Tips to Secure Your Network and Reduce The Chance of Being Hit By KRACK

Tips to Secure Your Network and Reduce The Chance of Being Hit By KRACK

A vulnerability has recently been discovered named KRACK. It targets the link between your device and the Wi-Fi access point, i.e. a router either in your home or office. The following tips can help to improve the security of your connection.

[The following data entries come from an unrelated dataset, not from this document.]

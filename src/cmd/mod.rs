// slnenv-rs: Solution Environment loader
//
// SPDX-FileCopyrightText: 2026 Romeo Ahmed
// SPDX-License-Identifier: GPL-3.0-or-later

//! Command implementations.
//!
//! ```text
//! CLI args --> cmd::run_* handlers
//!   show, run, config (options / inis)
//!
//! show:  Env::capture()      --> SessionController --> stdout / JSON
//! run:   ProcessEnvironment  --> SessionController --> spawn child
//! ```

pub mod config;
pub mod run;
pub mod show;


use std::path::Path;

use tracing::warn;

use crate::config::Config;
use crate::core::registry::{NoRegistry, RegistryReader, system_registry};
use crate::error::SlnEnvResult;
use crate::host::SolutionHost;
use crate::session::ReloadOutcome;

/// Host context for the current working directory and configuration.
///
/// # Errors
///
/// Returns an error if the working directory is unavailable or no single
/// solution can be established.
pub fn discover_host(config: &Config) -> SlnEnvResult<SolutionHost> {
    let cwd = std::env::current_dir()?;
    discover_host_in(config, &cwd)
}

/// [`discover_host`] relative to an explicit directory.
///
/// # Errors
///
/// Returns an error if no single solution can be established.
pub fn discover_host_in(config: &Config, cwd: &Path) -> SlnEnvResult<SolutionHost> {
    Ok(SolutionHost::discover(&config.solution, cwd)?)
}

/// Registry reader selected by `registry.enabled`.
#[must_use]
pub fn registry_for(config: &Config) -> Box<dyn RegistryReader> {
    if config.registry.enabled {
        system_registry()
    } else {
        Box::new(NoRegistry)
    }
}

/// Turns a reload outcome into a command result.
///
/// A missing definition file only warns; a failed pass is an error.
///
/// # Errors
///
/// Returns the parse error of a failed pass.
pub fn check_outcome(outcome: ReloadOutcome) -> SlnEnvResult<()> {
    match outcome {
        ReloadOutcome::Failed { error, .. } => Err(error.into()),
        ReloadOutcome::NotFound { path } => {
            warn!(file = %path.display(), "no solution environment file");
            Ok(())
        }
        ReloadOutcome::NoSolution | ReloadOutcome::Loaded { .. } => Ok(()),
    }
}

See the summary below for a quick overview of details to do with the KRACK attack:

  • A flaw in the WPA2 wireless handshake protocol allows attackers to sniff or manipulate the traffic between your device and the Wi-Fi access point
  • It is particularly bad for Linux and Android devices, due either to ambiguous wording in the WPA2 standard or to misunderstanding during its implementation. Effectively, until the underlying OS is patched, the vulnerability allows attackers to force all wireless traffic to happen without any encryption at all
  • This vulnerability can be patched on the client, so the sky hasn’t fallen and the WPA2 wireless encryption standard is not obsoleted in the same sense that the WEP standard is (do NOT “fix” this problem by switching to WEP)
  • Most popular Linux distributions are already shipping updates that fix this vulnerability on the client, so apply your updates dutifully
  • Android have shipped fixes for this vulnerability. If your device has not received such updates, then this particular vulnerability is merely another reason why you should stop using old, unsupported Android devices

Wi-Fi as an Untrusted Infrastructure

If you’re reading this article from your mobile device, the chain of communication will look something like this:

Mobile network

The KRACK attack targets the link between your device and the Wi-Fi access point, which is probably a router either in your home, your office, your neighbourhood library, or your favourite cafe. The following illustration displays at what point the KRACK attack happens.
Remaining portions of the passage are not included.